Do outro lado avistei a porta da cabana no final da trilha de areia. Como o seu Manoel tinha dito, a tranca era fácil de abrir. A claridade criada pela porta aberta revelou uma vela colada numa mesa. Revistei a mochila e achei a caixa de fósforos e liguei a vela. A chama fraquinha iluminou as paredes de madeira com argila, o chão de areia e o telhado de palha. Os únicos móveis eram aquela mesa rústica e uma cadeira feita a mão do lado. Fiquei digerindo aquele cenário e o cheiro acre e úmido. O vento soprando do mar estava uivando alto. Ele tirava o abafado da casa mas fazia a porta, as janelas e as árvores em volta baterem balançarem em uma coreografia sinistra. Estranhamente, a luz da chama pareceu me proteger e fez com que a cabana se tornasse aconchegante. Ainda ensopado, abri meu saco de dormir, o estendi no chão e assim que deitei caí num sono profundo.
*
O sol entrando pelos buracos da janela me acordou de manhã cedo. Ainda dava para ouvir o vento que agora, mais suave, permitia escutar o canto dos pássaros e as ondas quebrando ao longe. Saí do barraco para ver como aquilo era de dia. Fora minhas pegadas deixadas na noite passada, a areia em torno da casa tinha apenas pegadas de caranguejos e de pássaros. A paisagem em volta era densa e estava colorida pelo sol ainda tímido filtrado pela maresia. Naquele momento, o mundo era apenas a cabana, o mato ao redor e a presença da praia ao longe. Aquela paz especial me levou mentalmente ao início dos tempos.
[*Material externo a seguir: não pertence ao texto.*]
use std::num::NonZeroUsize;

use lru::LruCache;
use parking_lot::Mutex;
use tracing::trace;
use xxhash_rust::xxh3::xxh3_64;

use crate::layout::justified::{JustifiedLayout, RowBreak};
use crate::models::{ImageRecord, RowModel};

/// Maximum number of cached layouts to keep in memory.
const MAX_CACHE_ENTRIES: usize = 8;

/// Key for the layout cache.
///
/// Layout inputs are keyed by their exact bit patterns: rows must match the
/// container width exactly, so widths are never bucketed.
#[derive(Debug, Clone, Copy, Hash, PartialEq, Eq)]
struct CacheKey {
    width_bits: u32,
    target_bits: u32,
    spacing_bits: u32,
    list_hash: u64,
}

impl CacheKey {
    fn new(layout: &JustifiedLayout, container_width: f32, list_hash: u64) -> Self {
        Self {
            width_bits: container_width.to_bits(),
            target_bits: layout.target_height.to_bits(),
            spacing_bits: layout.spacing.to_bits(),
            list_hash,
        }
    }
}

/// Cached layout data: the row breaks that can reconstruct the full layout.
#[derive(Debug, Clone)]
struct CachedLayout {
    breaks: Vec<RowBreak>,
    /// Number of items this layout was computed for
    item_count: usize,
}

/// Layout cache for storing and retrieving row breaks.
///
/// Packing is a pure function of `(images, width, target height, spacing)`,
/// so a hit yields exactly the rows a fresh pass would. The list hash covers
/// `(id, width, height)` of every image in order; appending a page changes it.
pub struct LayoutCache {
    cache: Mutex<LruCache<CacheKey, CachedLayout>>,
}

impl LayoutCache {
    /// Creates a new empty layout cache.
    pub fn new() -> Self {
        Self::with_capacity(MAX_CACHE_ENTRIES)
    }

    pub fn with_capacity(capacity: usize) -> Self {
        let capacity = NonZeroUsize::new(capacity.max(1)).unwrap_or(NonZeroUsize::MIN);
        Self {
            cache: Mutex::new(LruCache::new(capacity)),
        }
    }

    /// Computes a fast hash of the image list.
    pub fn compute_list_hash(items: &[ImageRecord]) -> u64 {
        let mut hasher_input = Vec::with_capacity(items.len() * 16);

        for item in items {
            hasher_input.extend_from_slice(&item.id.0.to_le_bytes());
            hasher_input.extend_from_slice(&item.width.to_le_bytes());
            hasher_input.extend_from_slice(&item.height.to_le_bytes());
        }

        xxh3_64(&hasher_input)
    }

    /// Attempts to retrieve cached rows, reconstructing them from breaks.
    /// Returns None on cache miss.
    pub fn get(
        &self,
        layout: &JustifiedLayout,
        container_width: f32,
        list_hash: u64,
        items: &[ImageRecord],
    ) -> Option<Vec<RowModel>> {
        let key = CacheKey::new(layout, container_width, list_hash);

        let breaks = {
            let mut cache = self.cache.lock();
            let entry = cache.get(&key)?;
            if entry.item_count != items.len() {
                return None;
            }
            entry.breaks.clone()
        };

        Some(layout.rows_from_breaks(items, &breaks))
    }

    /// Stores row breaks in the cache, evicting the least recently used entry
    /// when full.
    pub fn set(
        &self,
        layout: &JustifiedLayout,
        container_width: f32,
        list_hash: u64,
        breaks: Vec<RowBreak>,
        item_count: usize,
    ) {
        let key = CacheKey::new(layout, container_width, list_hash);
        self.cache.lock().put(key, CachedLayout { breaks, item_count });
    }

    /// Clears the entire cache.
    pub fn clear(&self) {
        self.cache.lock().clear();
    }

    /// Returns the number of cached layouts.
    pub fn len(&self) -> usize {
        self.cache.lock().len()
    }

    /// Returns true if the cache is empty.
    pub fn is_empty(&self) -> bool {
        self.cache.lock().is_empty()
    }
}

impl Default for LayoutCache {
    fn default() -> Self {
        Self::new()
    }
}

/// Combines the packer with the cache. This is what the engine repacks with.
pub struct CachedLayoutComputer {
    pub layout: JustifiedLayout,
    pub cache: LayoutCache,
}

impl CachedLayoutComputer {
    pub fn with_layout(layout: JustifiedLayout) -> Self {
        Self {
            layout,
            cache: LayoutCache::new(),
        }
    }

    /// Switches target height / spacing. Cached entries for other settings
    /// stay valid since the key includes both.
    pub fn set_layout(&mut self, layout: JustifiedLayout) {
        self.layout = layout;
    }

    /// Computes the layout, using cached results if available.
    ///
    /// This method is O(rows) on cache hit and O(n) on cache miss.
    pub fn compute(&self, items: &[ImageRecord], container_width: f32) -> Vec<RowModel> {
        if items.is_empty() || container_width.is_nan() || container_width <= 0.0 {
            return Vec::new();
        }

        let list_hash = LayoutCache::compute_list_hash(items);

        if let Some(rows) = self.cache.get(&self.layout, container_width, list_hash, items) {
            trace!(rows = rows.len(), container_width, "Layout cache hit");
            return rows;
        }

        let breaks = self.layout.compute_breaks(items, container_width);
        let rows = self.layout.rows_from_breaks(items, &breaks);
        self.cache
            .set(&self.layout, container_width, list_hash, breaks, items.len());

        rows
    }

    /// Invalidates the cache, forcing recomputation on next call.
    pub fn invalidate(&self) {
        self.cache.clear();
    }
}

impl Default for CachedLayoutComputer {
    fn default() -> Self {
        Self::with_layout(JustifiedLayout::default())
    }
}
Naquele estado quase místico caminhei até a praia que não ficava longe. Assim que a mata abriu, cruzei a areia, mergulhei no mar e nadei por um bom tempo até chegar a uma distância boa da costa. Na água funda, com aquela paisagem só para mim e com o corpo recomposto pelo exercício matinal, fiquei boiando e apreciando aquele espetáculo. Aquele paraíso ficava a poucos quilômetros de Santa Cruz de Cabrália, onde os primeiros pés europeus haviam tocado o país-continente. Este era o lugar onde aquelas almas ocidentais plantaram as sementes de um novo país. Naquela hora e local ficou fácil imaginar a flotilha chegando. Será que alguém naqueles navios tinha pensado que havia algo a aprender naquela terra linda? Não teria sido uma oportunidade para começar algo novo e melhor? Talvez não fosse tarde demais. Apesar dos horrores que seguiram, a carta de Pero Vaz de Caminha descreve um encontro festivo de civilizações, quem sabe a saga ainda não pudesse terminar bem?